The Fat Lady and the COVID Song

They say, “the opera ain’t over until the fat lady sings.”  Undoubtedly “they” are not regular opera attendees, but they make a fair point about finality that I am about to violate.  The “opera” here is the COVID vaccination mandate.

It is the most widespread religious liberty problem I have seen in a long time. By that I mean more Americans are directly impacted by it, and making faith-based objections to it, than any other issue I can recall in recent years.

I started understanding the magnitude of the problem when friends from high school contacted me about it.  Then people who claimed to know my high school friends contacted me about it.
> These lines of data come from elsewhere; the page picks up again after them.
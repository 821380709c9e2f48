//! Execution summary report.

use std::fmt;

use crate::models::{ExecutionStats, ExecutionSummary};

/// Markdown view of a generated [`ExecutionSummary`].
///
/// Pass rate and the metrics table come from the session's own statistics,
/// not from the numbers the model echoed back.
pub struct SummaryView<'a> {
    pub summary: &'a ExecutionSummary,
    pub stats: &'a ExecutionStats,
}

impl<'a> SummaryView<'a> {
    pub fn new(summary: &'a ExecutionSummary, stats: &'a ExecutionStats) -> Self {
        Self { summary, stats }
    }
}

impl fmt::Display for SummaryView<'_> {
    fn fmt(&self, f: &mut fmt::Formatter<'_>) -> fmt::Result {
        let s = self.summary;
        let stats = self.stats;

        let title = if s.title.is_empty() {
            "Execution Summary"
        } else {
            &s.title
        };
        writeln!(f, "# {title}")?;
        writeln!(f)?;
        writeln!(f, "- **Date**: {}", s.date)?;
        writeln!(f, "- **Feature**: {}", s.feature)?;
        writeln!(f, "- **Verdict**: {} {}", s.tone().icon(), s.verdict)?;
        writeln!(
            f,
            "- **Pass Rate**: {}% ({}/{})",
            stats.pass_rate_percent(),
            stats.pass,
            stats.total
        )?;
        writeln!(f)?;

        writeln!(f, "## Metrics")?;
        writeln!(f)?;
        writeln!(f, "| Total | Pass | Fail | Blocked | Skipped |")?;
        writeln!(f, "|-|-|-|-|-|")?;
        writeln!(
            f,
            "| {} | {} | {} | {} | {} |",
            stats.total, stats.pass, stats.fail, stats.blocked, stats.skipped
        )?;
        writeln!(f)?;

        write_list(f, "Key Findings", "●", &s.key_findings)?;
        write_list(f, "Blockers", "⛔", s.real_blockers())?;
        write_list(f, "Recommendations", "→", &s.recommendations)?;

        writeln!(f, "## Conclusion")?;
        writeln!(f)?;
        writeln!(f, "{}", s.conclusion)
    }
}

/// Writes a titled bullet section; empty lists are skipped entirely.
pub(crate) fn write_list(
    f: &mut fmt::Formatter<'_>,
    title: &str,
    marker: &str,
    items: &[String],
) -> fmt::Result {
    if items.is_empty() {
        return Ok(());
    }
    writeln!(f, "## {title}")?;
    writeln!(f)?;
    for item in items {
        writeln!(f, "- {marker} {item}")?;
    }
    writeln!(f)
}
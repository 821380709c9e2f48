//! Timestamps shown in the local time zone.

use std::fmt;

use jiff::{tz::TimeZone, Timestamp};

/// Formats a [`Timestamp`] as `YYYY-MM-DD HH:MM:SS TZ` in the system time
/// zone, e.g. the time a session was last saved.
pub struct LocalDateTime<'a>(pub &'a Timestamp);

impl fmt::Display for LocalDateTime<'_> {
    fn fmt(&self, f: &mut fmt::Formatter<'_>) -> fmt::Result {
        write!(
            f,
            "{}",
            self.0
                .to_zoned(TimeZone::system())
                .strftime("%Y-%m-%d %H:%M:%S %Z")
        )
    }
}
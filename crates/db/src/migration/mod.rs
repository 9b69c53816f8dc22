//! Database migrations.
//!
//! Migrations are managed using sea-orm-migration. The schema is built
//! with the portable DSL so the same migrations run on Postgres in
//! production and on SQLite in integration tests.

pub use sea_orm_migration::prelude::*;

mod m20260801_000001_initial;

/// Migrator for running database migrations.
pub struct Migrator;

#[async_trait::async_trait]
impl MigratorTrait for Migrator {
    fn migrations() -> Vec<Box<dyn MigrationTrait>> {
        vec![Box::new(m20260801_000001_initial::Migration)]
    }
}
//! Shared types, errors, and configuration for Saldo.
//!
//! This crate provides common types used across all other crates:
//! - Typed IDs for type-safe entity references
//! - Party references for subsidiary-ledger tagging
//! - Pagination types for list operations
//! - The error category taxonomy
//! - Configuration management

pub mod config;
pub mod error;
pub mod types;

pub use config::AppConfig;
pub use error::ErrorCategory;
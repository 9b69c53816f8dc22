//! Journal entry errors.

use rust_decimal::Decimal;
use thiserror::Error;
use uuid::Uuid;

use saldo_shared::ErrorCategory;

/// Errors that can occur when creating or modifying journal entries.
#[derive(Debug, Error)]
pub enum JournalError {
    /// Entry has fewer than the minimum number of lines.
    #[error("journal entry must have at least 2 lines, got {count}")]
    InsufficientLines {
        /// The number of lines provided.
        count: usize,
    },

    /// A line carries a negative debit or credit.
    #[error("line {line} has a negative amount: {amount}")]
    NegativeAmount {
        /// Zero-based index of the offending line.
        line: usize,
        /// The negative amount.
        amount: Decimal,
    },

    /// Total debits do not equal total credits.
    #[error("entry is unbalanced: debits {debit} != credits {credit}")]
    Unbalanced {
        /// Rounded total debits.
        debit: Decimal,
        /// Rounded total credits.
        credit: Decimal,
    },

    /// A referenced account does not exist.
    #[error("account not found: {account_id}")]
    AccountNotFound {
        /// The missing account id.
        account_id: Uuid,
    },

    /// A referenced account is inactive or deleted.
    #[error("account is inactive: {account_id}")]
    AccountInactive {
        /// The inactive account id.
        account_id: Uuid,
    },

    /// A referenced account belongs to a different branch.
    #[error("account {account_id} does not belong to branch {branch_id}")]
    BranchMismatch {
        /// The account id.
        account_id: Uuid,
        /// The branch the entry is being created in.
        branch_id: Uuid,
    },

    /// The journal entry does not exist.
    #[error("journal entry not found: {entry_id}")]
    EntryNotFound {
        /// The missing entry id.
        entry_id: Uuid,
    },

    /// The entry is not in DRAFT status and cannot be modified.
    #[error("journal entry {entry_id} is {status} and cannot be modified")]
    NotEditable {
        /// The entry id.
        entry_id: Uuid,
        /// The current status.
        status: String,
    },

    /// A generated entry or control number collided with an existing one.
    #[error("generated number collided: {number}")]
    NumberCollision {
        /// The colliding number.
        number: String,
    },

    /// Underlying storage failure.
    #[error("storage error: {0}")]
    Storage(String),
}

impl JournalError {
    /// Returns the error category for API mapping and retry decisions.
    #[must_use]
    pub fn category(&self) -> ErrorCategory {
        match self {
            Self::InsufficientLines { .. }
            | Self::NegativeAmount { .. }
            | Self::Unbalanced { .. }
            | Self::AccountNotFound { .. }
            | Self::AccountInactive { .. }
            | Self::BranchMismatch { .. } => ErrorCategory::Validation,
            Self::EntryNotFound { .. } => ErrorCategory::NotFound,
            Self::NotEditable { .. } => ErrorCategory::InvariantViolation,
            Self::NumberCollision { .. } => ErrorCategory::Conflict,
            Self::Storage(_) => ErrorCategory::Storage,
        }
    }

    /// Returns a stable machine-readable error code.
    #[must_use]
    pub fn error_code(&self) -> &'static str {
        match self {
            Self::InsufficientLines { .. } => "JOURNAL_INSUFFICIENT_LINES",
            Self::NegativeAmount { .. } => "JOURNAL_NEGATIVE_AMOUNT",
            Self::Unbalanced { .. } => "JOURNAL_UNBALANCED",
            Self::AccountNotFound { .. } => "JOURNAL_ACCOUNT_NOT_FOUND",
            Self::AccountInactive { .. } => "JOURNAL_ACCOUNT_INACTIVE",
            Self::BranchMismatch { .. } => "JOURNAL_BRANCH_MISMATCH",
            Self::EntryNotFound { .. } => "JOURNAL_ENTRY_NOT_FOUND",
            Self::NotEditable { .. } => "JOURNAL_NOT_EDITABLE",
            Self::NumberCollision { .. } => "JOURNAL_NUMBER_COLLISION",
            Self::Storage(_) => "JOURNAL_STORAGE_ERROR",
        }
    }
}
Church members contacted me about it. Former clients contacted me. Former law students of mine contacted me as they were about to file federal court lawsuits over it.  Every recent seminar I have given on a religious liberty topic, regardless of the specific issue, resulted in questions about the COVID mandate.  My wife and I were eating dinner in an outdoor restaurant when someone stopped by to ask me about the mandate. Somehow, I missed that it was on the menu.

All that contact made me conclude that either the public interest and consternation over the mandate is huge, or someone is inserting subliminal messages with my name on it in those annoying Medicare open enrollment ads.

At the precise moment that I’m writing this, several federal courts have issued rulings on the mandate. Some are understood as pro-mandate and some are anti-mandate. The more recent decisions are anti-mandate. What the public does not realize is that all these decisions are preliminary.  They involve an injunction of some sort, the point of which is to maintain the status quo until the court can rule on the merits.  The fat lady has, at best, merely started warming up her voice.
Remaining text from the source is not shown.